Although there is no evidence that this recommendation, or certain others made above would have prevented this fatality, it is being provided as a reminder of a good safety practice.

Recommendation #13: Fire departments should ensure that all fire fighters are equipped with a means to communicate with fireground personnel before entering a structure fire.

During this incident, the victim did have a radio, but it was positioned in the back pocket of his station pants. Thus, when he donned his bunker pants, his radio became inaccessible during the incident.

Recommendation #14: The National Fire Protection Association (NFPA) should consider developing more comprehensive training requirements for fire behavior to be required in NFPA 1001 Standard for Fire Fighter Professional Qualifications and NFPA 1021 Standard for Fire Officer Professional Qualifications.

Here, here!  Let’s not forget the basics: Building Construction and Fire Behavior!  Check this out and compare it to your training records:

“According to documented training reviewed by NIOSH investigators, the victim, injured fire fighter/paramedic, and IC had a combined 24 hours of fire behavior training out of 5,654 total combined training hours. Additional fire behavior training to include such areas as theory, chemistry, physics, smoke reading, current research, and the cause and effects of tactics during fire suppression operations may improve fire fighter safety.”

24 HOURS BETWEEN THE THREE OF THEM!

Again, I ask you, “How can the death of brother firefighter Brian Carey teach us that his life was not lost in vain?”

Again, I tell you: “Learn from what happened from that day.  Then perform a long hard look at the way your organization operates, and utilize what you’ve learned here to make the changes necessary to ensure you and your brothers head home after the fire.

I can tell you that the news reports here in Chicago are all approaching this story from the standpoint that the fire department was “ill-prepared” in this case.  Imagine how this sucks for this fire department, and each of the members that have to re-live the events of that night all over again- this time while being publicly undressed in the press.

Brian Carey

Then empathize with them and ask yourself how you would feel- as a proud firefighter- if this had been your department?

Don’t allow yourself the superficial response of pointing your finger at this department.  That won’t help now.  Instead, turn the finger back toward yourself and create from this tragic story a positive learning experience and opportunity to improve your situation.

START TODAY!

Stay stoked!

-J

To donate to the Brian Carey Memorial Fund, visit www.rideforboo.org. The site also offers registration for those interested in taking part in the ride to Colorado.

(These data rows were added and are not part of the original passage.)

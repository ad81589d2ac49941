//! Shared harness: a real agent listener plus a callback receiver.

#![allow(dead_code)]

use std::net::SocketAddr;
use std::sync::{Arc, Mutex};
use std::time::Duration;

use async_trait::async_trait;
use axum::http::{HeaderMap, StatusCode};
use axum::routing::post;
use axum::{Json, Router};
use serde_json::Value;
use tokio::net::TcpListener;
use tokio::sync::mpsc;
use zvr_vyos_config::{ChangeCommand, ConfigResult, Device, ScriptRunner, StaticConfigSource};
use zvrd::config::CallbackConfig;
use zvrd::{CallbackClient, Dispatcher, DispatcherBuilder};

pub const RUNNING_CONFIG: &str = r#"interfaces {
    ethernet eth0 {
        address 172.20.0.10/16
        hw-id fa:16:3e:00:00:01
    }
}
system {
    host-name vyos
}
"#;

/// Records every change log instead of running it.
#[derive(Default)]
pub struct RecordingRunner {
    runs: Mutex<Vec<Vec<String>>>,
}

impl RecordingRunner {
    pub fn runs(&self) -> Vec<Vec<String>> {
        self.runs.lock().unwrap().clone()
    }
}

#[async_trait]
impl ScriptRunner for RecordingRunner {
    async fn run(&self, changes: &[ChangeCommand]) -> ConfigResult<()> {
        self.runs
            .lock()
            .unwrap()
            .push(changes.iter().map(ToString::to_string).collect());
        Ok(())
    }
}

pub fn device(runner: Arc<RecordingRunner>) -> Device {
    Device::new(Arc::new(StaticConfigSource::new(RUNNING_CONFIG)), runner)
}

pub fn fast_callbacks() -> CallbackConfig {
    CallbackConfig {
        max_attempts: 5,
        retry_interval_ms: 20,
        timeout_secs: 2,
    }
}

/// Serves `builder` on an ephemeral port and returns its base URL.
pub async fn spawn_agent(builder: DispatcherBuilder, device: Device) -> String {
    spawn_agent_with(builder, device, fast_callbacks()).await
}

pub async fn spawn_agent_with(
    builder: DispatcherBuilder,
    device: Device,
    callbacks: CallbackConfig,
) -> String {
    let dispatcher = Arc::new(builder.build(
        device,
        CallbackClient::new(&callbacks).unwrap(),
        Duration::from_secs(5),
        1024 * 1024,
    ));
    let listener = TcpListener::bind("127.0.0.1:0").await.unwrap();
    let addr = listener.local_addr().unwrap();
    tokio::spawn(zvrd::serve(listener, dispatcher, std::future::pending::<()>()));
    format!("http://{}", addr)
}

/// A callback received by [`spawn_receiver`].
#[derive(Debug)]
pub struct Delivery {
    pub headers: HeaderMap,
    pub body: Value,
}

/// Starts a callback endpoint at `/callback`.
///
/// The first `failures` POSTs are answered with 500.
pub async fn spawn_receiver(failures: usize) -> (SocketAddr, mpsc::UnboundedReceiver<Delivery>) {
    let (tx, rx) = mpsc::unbounded_channel();
    let remaining = Arc::new(Mutex::new(failures));

    let app = Router::new().route(
        "/callback",
        post(move |headers: HeaderMap, Json(body): Json<Value>| {
            let tx = tx.clone();
            let remaining = remaining.clone();
            async move {
                {
                    let mut remaining = remaining.lock().unwrap();
                    if *remaining > 0 {
                        *remaining -= 1;
                        return StatusCode::INTERNAL_SERVER_ERROR;
                    }
                }
                let _ = tx.send(Delivery { headers, body });
                StatusCode::OK
            }
        }),
    );

    let listener = TcpListener::bind("127.0.0.1:0").await.unwrap();
    let addr = listener.local_addr().unwrap();
    tokio::spawn(async move { axum::serve(listener, app).await });
    (addr, rx)
}

pub fn builder() -> DispatcherBuilder {
    Dispatcher::builder()
}
//! Cross-cutting wrappers applied around every command handler.

use std::sync::Arc;
use std::time::Instant;

use async_trait::async_trait;
use tracing::{debug, info, warn};

use crate::error::AgentResult;
use crate::handler::{CommandContext, CommandHandler, CommandOutput};

/// Wraps a handler with extra behaviour.
///
/// Interceptors run in registration order: the first one registered is the
/// outermost and sees the request first.
pub trait Interceptor: Send + Sync {
    /// Returns a handler that runs `next` for the command at `path`.
    fn wrap(&self, path: &str, next: Arc<dyn CommandHandler>) -> Arc<dyn CommandHandler>;
}

/// Logs every command with its outcome and duration.
#[derive(Debug, Clone, Copy, Default)]
pub struct TracingInterceptor;

impl Interceptor for TracingInterceptor {
    fn wrap(&self, path: &str, next: Arc<dyn CommandHandler>) -> Arc<dyn CommandHandler> {
        Arc::new(Traced {
            path: path.to_string(),
            next,
        })
    }
}

struct Traced {
    path: String,
    next: Arc<dyn CommandHandler>,
}

#[async_trait]
impl CommandHandler for Traced {
    async fn handle(&self, ctx: CommandContext) -> AgentResult<CommandOutput> {
        debug!(path = %self.path, body_len = ctx.body().len(), "Command received");
        let started = Instant::now();
        let result = self.next.handle(ctx).await;
        let elapsed_ms = started.elapsed().as_millis() as u64;

        match &result {
            Ok(_) => info!(path = %self.path, elapsed_ms, "Command completed"),
            Err(e) => warn!(path = %self.path, elapsed_ms, error = %e, "Command failed"),
        }
        result
    }
}

#[cfg(test)]
mod tests {
    use super::*;
    use crate::handler::{handler_fn, test_support::static_device};
    use axum::body::Bytes;
    use axum::http::HeaderMap;

    #[tokio::test]
    async fn test_tracing_interceptor_passes_result_through() {
        let inner = handler_fn(|_ctx: CommandContext| async {
            Ok(Some(serde_json::json!({"success": true})))
        });
        let wrapped = TracingInterceptor.wrap("/echo", inner);

        let ctx = CommandContext::new("/echo", HeaderMap::new(), Bytes::new(), static_device(""));
        let output = wrapped.handle(ctx).await.unwrap();
        assert_eq!(output, Some(serde_json::json!({"success": true})));
    }

    struct DefaultTaskUuid;

    struct WithTaskUuid {
        next: Arc<dyn CommandHandler>,
    }

    impl Interceptor for DefaultTaskUuid {
        fn wrap(&self, _path: &str, next: Arc<dyn CommandHandler>) -> Arc<dyn CommandHandler> {
            Arc::new(WithTaskUuid { next })
        }
    }

    #[async_trait]
    impl CommandHandler for WithTaskUuid {
        async fn handle(&self, mut ctx: CommandContext) -> AgentResult<CommandOutput> {
            if ctx.header("taskuuid").is_none() {
                ctx.headers_mut()
                    .insert("taskuuid", axum::http::HeaderValue::from_static("generated"));
            }
            self.next.handle(ctx).await
        }
    }

    #[tokio::test]
    async fn test_interceptor_rewrites_request_headers() {
        let inner = handler_fn(|ctx: CommandContext| async move {
            Ok(Some(serde_json::json!({ "taskuuid": ctx.header("taskuuid") })))
        });
        let wrapped = DefaultTaskUuid.wrap("/sync", inner);

        let ctx = CommandContext::new("/sync", HeaderMap::new(), Bytes::new(), static_device(""));
        let output = wrapped.handle(ctx).await.unwrap();
        assert_eq!(output, Some(serde_json::json!({"taskuuid": "generated"})));

        let mut headers = HeaderMap::new();
        headers.insert("taskuuid", "from-caller".parse().unwrap());
        let ctx = CommandContext::new("/sync", headers, Bytes::new(), static_device(""));
        let output = wrapped.handle(ctx).await.unwrap();
        assert_eq!(output, Some(serde_json::json!({"taskuuid": "from-caller"})));
    }
}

Donations also can be made at any First Midwest Bank branch or can be mailed to: Brian Carey Memorial Fund, P.O. Box 1171, Homewood, IL 60430. For more information about any of the events, contact Mike Bell at (708) 653-1394

Posted in Chicagoland, Command & Leadership, Firefighter Safety & Health, Firefighting Operations, Fires, Funding & Staffing, In the Line of Duty, Line of Duty, LODD, Never Forget, News, Training, training-fire-rescue-topics, WTF?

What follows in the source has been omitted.